Exercise details -
For the data below, restate word for word only the lines from the line containing "filename src/domain/error.rs" through the line containing "#[derive(Debug, thiserror::Error)]", both ends included.

Records provided -

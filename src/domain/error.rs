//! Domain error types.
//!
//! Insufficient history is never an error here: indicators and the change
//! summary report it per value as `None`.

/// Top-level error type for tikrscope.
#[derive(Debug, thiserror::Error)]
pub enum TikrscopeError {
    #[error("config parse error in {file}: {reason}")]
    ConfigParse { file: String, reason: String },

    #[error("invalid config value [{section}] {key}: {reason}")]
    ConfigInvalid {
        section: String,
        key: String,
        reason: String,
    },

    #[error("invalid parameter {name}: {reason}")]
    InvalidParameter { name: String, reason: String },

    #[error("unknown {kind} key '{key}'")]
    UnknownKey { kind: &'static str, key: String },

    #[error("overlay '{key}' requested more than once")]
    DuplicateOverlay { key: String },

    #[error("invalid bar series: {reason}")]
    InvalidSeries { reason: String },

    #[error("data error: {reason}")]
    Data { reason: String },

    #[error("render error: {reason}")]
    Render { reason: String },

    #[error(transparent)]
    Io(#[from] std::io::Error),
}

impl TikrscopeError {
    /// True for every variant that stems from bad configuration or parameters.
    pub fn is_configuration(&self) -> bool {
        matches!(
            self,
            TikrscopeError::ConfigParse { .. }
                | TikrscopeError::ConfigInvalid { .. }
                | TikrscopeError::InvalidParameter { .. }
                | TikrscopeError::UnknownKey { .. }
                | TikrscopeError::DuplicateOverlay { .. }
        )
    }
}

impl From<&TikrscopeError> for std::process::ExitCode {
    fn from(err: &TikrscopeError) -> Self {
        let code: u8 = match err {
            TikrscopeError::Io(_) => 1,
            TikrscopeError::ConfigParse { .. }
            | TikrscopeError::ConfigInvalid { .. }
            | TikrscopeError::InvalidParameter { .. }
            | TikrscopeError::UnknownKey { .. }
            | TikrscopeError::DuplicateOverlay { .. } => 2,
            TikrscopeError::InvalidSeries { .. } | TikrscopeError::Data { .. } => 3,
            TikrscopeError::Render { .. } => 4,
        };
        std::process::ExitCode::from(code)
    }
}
==
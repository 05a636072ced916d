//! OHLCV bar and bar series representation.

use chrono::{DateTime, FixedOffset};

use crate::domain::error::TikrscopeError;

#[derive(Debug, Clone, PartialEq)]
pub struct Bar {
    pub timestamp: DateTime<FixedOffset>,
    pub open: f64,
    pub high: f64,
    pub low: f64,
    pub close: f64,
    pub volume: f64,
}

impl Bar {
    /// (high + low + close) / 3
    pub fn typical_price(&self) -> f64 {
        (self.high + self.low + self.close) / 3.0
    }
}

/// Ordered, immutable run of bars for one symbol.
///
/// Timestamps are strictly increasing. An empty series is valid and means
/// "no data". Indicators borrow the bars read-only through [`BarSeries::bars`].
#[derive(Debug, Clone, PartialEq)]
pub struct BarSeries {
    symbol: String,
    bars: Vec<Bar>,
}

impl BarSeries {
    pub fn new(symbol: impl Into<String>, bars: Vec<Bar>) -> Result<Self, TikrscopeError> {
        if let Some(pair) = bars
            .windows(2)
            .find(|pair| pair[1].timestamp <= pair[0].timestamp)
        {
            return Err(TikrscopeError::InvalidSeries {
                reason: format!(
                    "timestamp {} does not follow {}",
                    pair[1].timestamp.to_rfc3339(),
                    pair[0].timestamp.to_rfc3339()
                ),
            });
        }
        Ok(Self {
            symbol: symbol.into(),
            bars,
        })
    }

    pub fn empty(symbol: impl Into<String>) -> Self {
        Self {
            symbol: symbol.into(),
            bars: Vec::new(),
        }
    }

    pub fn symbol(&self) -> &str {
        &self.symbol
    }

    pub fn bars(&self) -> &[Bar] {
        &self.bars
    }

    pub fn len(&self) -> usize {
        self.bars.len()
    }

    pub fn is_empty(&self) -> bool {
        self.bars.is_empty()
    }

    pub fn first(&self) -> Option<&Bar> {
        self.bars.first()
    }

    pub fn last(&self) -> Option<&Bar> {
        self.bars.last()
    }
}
==
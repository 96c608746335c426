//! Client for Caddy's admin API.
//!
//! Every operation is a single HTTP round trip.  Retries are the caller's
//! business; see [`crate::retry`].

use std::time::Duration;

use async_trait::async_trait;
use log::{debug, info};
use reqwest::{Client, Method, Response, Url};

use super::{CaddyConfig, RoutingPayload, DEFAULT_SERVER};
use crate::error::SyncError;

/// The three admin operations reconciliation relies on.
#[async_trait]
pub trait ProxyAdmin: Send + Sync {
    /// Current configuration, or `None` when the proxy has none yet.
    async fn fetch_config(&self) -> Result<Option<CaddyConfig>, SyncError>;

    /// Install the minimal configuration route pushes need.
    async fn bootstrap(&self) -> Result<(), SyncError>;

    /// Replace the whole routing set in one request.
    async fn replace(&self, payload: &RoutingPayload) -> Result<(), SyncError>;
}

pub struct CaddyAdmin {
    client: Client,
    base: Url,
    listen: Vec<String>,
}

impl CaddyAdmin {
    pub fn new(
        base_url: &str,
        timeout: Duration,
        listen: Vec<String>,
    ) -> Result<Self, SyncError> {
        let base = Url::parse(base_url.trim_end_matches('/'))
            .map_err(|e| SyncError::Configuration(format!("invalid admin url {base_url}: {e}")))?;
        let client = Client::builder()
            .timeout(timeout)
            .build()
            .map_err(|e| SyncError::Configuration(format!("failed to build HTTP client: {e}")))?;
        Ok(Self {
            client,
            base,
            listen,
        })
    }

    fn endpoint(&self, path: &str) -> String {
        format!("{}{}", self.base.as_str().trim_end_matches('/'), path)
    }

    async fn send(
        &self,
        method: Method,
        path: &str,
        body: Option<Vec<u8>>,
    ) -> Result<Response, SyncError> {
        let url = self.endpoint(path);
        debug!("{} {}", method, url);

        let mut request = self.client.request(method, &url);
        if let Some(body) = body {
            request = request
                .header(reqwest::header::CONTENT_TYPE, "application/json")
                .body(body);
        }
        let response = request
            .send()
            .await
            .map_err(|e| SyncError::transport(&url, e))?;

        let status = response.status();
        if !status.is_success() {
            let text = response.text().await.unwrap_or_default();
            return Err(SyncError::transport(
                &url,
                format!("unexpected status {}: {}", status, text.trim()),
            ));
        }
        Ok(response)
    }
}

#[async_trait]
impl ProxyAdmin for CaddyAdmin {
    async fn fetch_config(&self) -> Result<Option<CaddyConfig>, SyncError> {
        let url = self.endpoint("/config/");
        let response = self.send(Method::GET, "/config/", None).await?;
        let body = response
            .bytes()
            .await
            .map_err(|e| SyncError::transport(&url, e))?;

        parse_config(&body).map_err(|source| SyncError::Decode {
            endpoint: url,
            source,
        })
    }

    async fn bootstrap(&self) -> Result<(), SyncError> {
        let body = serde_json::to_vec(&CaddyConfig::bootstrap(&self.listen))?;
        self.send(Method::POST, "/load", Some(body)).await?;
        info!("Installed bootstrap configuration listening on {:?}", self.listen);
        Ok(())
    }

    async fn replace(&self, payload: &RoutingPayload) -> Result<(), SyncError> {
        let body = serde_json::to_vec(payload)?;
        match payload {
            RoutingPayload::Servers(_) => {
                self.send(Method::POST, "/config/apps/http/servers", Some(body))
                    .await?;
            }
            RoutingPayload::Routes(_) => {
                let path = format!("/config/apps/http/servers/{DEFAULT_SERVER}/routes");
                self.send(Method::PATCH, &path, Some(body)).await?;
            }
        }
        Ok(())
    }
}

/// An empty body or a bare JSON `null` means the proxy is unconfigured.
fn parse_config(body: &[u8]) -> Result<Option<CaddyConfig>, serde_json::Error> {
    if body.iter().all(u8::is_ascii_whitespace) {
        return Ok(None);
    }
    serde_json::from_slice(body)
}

Response for this exercise -
filename src/domain/error.rs
//! Domain error types.
//!
//! Insufficient history is never an error here: indicators and the change
//! summary report it per value as `None`.

/// Top-level error type for tikrscope.
#[derive(Debug, thiserror::Error)]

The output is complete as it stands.